» Work task:
Print, exactly as they appear in the listing below, the lines from the line with "return None;" to the line with "fn approx_eq(a: f64, b: f64, epsilon: f64)", with both end lines kept.

» Record excerpts:
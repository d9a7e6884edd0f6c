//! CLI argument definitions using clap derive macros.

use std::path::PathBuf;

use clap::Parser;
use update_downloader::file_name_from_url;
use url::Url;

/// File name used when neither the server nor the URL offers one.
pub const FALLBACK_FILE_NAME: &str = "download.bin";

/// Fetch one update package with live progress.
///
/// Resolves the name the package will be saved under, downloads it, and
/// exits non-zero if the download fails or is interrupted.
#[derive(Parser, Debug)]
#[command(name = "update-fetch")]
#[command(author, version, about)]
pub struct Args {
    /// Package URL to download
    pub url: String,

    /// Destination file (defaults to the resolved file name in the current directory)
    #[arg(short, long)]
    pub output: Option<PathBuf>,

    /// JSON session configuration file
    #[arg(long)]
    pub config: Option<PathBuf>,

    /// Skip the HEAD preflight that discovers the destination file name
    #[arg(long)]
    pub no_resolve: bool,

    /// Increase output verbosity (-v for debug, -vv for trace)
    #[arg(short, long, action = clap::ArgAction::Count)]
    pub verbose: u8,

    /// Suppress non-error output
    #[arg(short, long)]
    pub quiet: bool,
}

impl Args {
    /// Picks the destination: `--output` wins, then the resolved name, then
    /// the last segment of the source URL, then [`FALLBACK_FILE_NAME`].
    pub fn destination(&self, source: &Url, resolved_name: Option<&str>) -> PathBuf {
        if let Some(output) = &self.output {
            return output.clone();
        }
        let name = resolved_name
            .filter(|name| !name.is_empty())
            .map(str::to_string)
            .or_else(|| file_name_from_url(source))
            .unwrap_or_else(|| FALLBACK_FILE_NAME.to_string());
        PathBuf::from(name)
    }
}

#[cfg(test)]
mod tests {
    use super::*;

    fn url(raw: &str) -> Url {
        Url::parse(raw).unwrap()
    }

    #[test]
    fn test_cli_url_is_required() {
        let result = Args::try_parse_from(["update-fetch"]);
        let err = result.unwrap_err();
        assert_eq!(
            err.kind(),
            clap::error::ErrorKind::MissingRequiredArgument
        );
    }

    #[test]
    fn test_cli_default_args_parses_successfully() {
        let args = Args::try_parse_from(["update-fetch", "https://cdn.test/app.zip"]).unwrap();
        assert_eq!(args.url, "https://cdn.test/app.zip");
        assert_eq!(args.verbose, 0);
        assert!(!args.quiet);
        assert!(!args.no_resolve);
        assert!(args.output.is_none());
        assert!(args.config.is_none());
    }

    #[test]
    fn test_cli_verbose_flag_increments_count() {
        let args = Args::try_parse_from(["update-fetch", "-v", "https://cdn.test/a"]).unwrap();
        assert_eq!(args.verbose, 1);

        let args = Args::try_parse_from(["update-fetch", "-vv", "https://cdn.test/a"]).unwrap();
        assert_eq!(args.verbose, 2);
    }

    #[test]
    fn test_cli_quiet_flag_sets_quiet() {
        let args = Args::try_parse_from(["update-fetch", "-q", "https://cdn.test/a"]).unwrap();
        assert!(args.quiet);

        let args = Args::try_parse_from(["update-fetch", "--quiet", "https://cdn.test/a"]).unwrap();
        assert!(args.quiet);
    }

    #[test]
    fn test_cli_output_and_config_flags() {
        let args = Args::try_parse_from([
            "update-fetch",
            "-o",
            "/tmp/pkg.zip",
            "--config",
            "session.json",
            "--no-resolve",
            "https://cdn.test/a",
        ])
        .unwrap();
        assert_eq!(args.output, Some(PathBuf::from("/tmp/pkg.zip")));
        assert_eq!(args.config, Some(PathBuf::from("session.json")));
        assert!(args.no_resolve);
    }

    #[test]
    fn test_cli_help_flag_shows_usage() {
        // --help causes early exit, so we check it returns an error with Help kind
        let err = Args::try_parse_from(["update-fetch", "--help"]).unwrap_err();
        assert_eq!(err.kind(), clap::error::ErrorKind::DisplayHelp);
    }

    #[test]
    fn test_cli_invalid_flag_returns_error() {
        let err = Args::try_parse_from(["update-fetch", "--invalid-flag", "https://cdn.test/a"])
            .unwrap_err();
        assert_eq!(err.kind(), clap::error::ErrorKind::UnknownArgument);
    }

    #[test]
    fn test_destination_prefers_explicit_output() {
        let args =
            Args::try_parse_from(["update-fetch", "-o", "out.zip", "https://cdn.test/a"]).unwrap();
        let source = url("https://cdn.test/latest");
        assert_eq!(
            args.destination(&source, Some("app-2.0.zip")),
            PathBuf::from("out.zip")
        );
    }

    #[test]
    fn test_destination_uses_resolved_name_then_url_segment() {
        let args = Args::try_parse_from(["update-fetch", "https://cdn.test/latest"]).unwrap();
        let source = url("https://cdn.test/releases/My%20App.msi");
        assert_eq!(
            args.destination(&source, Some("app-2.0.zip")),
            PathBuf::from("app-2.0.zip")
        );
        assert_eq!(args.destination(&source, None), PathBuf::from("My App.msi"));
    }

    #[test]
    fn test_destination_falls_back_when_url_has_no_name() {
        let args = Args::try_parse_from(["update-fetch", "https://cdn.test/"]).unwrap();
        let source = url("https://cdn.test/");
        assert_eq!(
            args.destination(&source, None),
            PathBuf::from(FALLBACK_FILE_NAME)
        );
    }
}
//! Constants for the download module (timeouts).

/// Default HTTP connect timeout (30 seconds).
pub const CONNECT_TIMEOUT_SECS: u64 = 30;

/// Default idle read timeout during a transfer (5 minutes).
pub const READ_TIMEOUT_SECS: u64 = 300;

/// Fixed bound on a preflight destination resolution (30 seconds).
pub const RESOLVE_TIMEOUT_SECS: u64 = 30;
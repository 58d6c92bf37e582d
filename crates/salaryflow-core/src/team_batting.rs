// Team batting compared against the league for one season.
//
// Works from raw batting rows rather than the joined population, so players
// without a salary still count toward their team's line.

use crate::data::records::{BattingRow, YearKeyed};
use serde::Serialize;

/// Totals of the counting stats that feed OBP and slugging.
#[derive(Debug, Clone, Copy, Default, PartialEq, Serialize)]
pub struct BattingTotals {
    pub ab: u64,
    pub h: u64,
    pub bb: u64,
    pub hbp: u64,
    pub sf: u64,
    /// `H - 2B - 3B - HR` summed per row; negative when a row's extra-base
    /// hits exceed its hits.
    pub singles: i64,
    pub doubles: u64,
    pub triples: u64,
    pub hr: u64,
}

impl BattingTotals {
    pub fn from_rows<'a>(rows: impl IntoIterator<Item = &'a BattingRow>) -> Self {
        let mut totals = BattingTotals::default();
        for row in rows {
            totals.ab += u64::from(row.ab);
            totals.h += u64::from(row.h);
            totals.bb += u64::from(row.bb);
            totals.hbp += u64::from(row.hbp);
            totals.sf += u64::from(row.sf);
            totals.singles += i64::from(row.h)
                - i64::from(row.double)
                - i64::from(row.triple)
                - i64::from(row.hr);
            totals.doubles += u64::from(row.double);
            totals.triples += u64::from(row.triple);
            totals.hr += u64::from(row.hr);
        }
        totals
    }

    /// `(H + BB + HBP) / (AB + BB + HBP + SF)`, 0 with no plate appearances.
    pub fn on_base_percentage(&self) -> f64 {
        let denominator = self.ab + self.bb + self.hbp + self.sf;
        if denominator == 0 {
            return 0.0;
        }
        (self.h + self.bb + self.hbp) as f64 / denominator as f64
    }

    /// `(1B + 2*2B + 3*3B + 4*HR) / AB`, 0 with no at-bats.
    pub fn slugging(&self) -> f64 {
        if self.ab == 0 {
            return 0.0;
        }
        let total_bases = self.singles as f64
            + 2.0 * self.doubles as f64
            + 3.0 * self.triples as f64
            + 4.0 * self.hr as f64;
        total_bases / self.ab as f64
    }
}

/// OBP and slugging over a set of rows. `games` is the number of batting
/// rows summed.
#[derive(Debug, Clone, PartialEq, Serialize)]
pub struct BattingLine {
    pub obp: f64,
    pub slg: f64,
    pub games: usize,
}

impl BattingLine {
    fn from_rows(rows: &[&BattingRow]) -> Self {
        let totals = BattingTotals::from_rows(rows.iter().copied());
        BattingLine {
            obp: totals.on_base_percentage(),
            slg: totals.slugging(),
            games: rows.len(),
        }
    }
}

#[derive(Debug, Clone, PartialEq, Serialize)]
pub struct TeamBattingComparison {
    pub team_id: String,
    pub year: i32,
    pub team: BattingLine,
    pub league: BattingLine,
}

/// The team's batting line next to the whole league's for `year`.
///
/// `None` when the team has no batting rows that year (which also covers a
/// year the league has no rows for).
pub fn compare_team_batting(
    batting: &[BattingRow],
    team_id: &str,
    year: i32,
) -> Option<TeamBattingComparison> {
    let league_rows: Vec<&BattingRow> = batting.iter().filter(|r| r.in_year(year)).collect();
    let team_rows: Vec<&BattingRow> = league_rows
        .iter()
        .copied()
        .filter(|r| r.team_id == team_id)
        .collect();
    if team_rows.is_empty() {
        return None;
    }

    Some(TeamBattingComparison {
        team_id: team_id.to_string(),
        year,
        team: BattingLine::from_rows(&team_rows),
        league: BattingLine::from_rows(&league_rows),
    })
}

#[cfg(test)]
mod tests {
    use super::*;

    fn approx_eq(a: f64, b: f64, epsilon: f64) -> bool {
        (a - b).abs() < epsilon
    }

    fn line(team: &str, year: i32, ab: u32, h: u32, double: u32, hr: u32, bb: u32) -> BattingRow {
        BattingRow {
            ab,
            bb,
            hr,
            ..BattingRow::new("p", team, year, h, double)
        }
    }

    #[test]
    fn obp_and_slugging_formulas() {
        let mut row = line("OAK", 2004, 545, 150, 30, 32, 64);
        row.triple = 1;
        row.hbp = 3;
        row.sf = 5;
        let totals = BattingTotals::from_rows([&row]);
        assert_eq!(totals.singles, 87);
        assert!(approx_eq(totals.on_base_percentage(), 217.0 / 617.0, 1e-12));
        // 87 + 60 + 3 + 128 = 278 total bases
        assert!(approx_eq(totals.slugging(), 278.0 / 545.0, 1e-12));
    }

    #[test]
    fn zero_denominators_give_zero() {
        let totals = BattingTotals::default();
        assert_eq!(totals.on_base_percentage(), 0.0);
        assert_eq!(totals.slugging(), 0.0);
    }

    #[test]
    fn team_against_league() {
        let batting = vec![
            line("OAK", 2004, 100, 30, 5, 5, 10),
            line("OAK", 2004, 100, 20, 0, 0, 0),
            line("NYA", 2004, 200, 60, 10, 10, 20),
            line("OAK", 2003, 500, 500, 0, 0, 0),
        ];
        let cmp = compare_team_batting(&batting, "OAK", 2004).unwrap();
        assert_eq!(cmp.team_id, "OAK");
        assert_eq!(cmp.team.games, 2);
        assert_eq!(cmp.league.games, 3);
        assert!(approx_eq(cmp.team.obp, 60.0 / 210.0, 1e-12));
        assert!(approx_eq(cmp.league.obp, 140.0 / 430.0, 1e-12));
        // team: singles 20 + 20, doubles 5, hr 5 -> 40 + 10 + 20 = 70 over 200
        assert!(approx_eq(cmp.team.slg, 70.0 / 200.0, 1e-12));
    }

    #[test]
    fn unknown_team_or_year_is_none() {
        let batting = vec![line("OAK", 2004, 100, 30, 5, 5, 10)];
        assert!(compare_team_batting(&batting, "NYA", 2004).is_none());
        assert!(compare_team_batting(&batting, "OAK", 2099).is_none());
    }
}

» Reply:
        return None;
    }

    Some(TeamBattingComparison {
        team_id: team_id.to_string(),
        year,
        team: BattingLine::from_rows(&team_rows),
        league: BattingLine::from_rows(&league_rows),
    })
}

#[cfg(test)]
mod tests {
    use super::*;

    fn approx_eq(a: f64, b: f64, epsilon: f64) -> bool {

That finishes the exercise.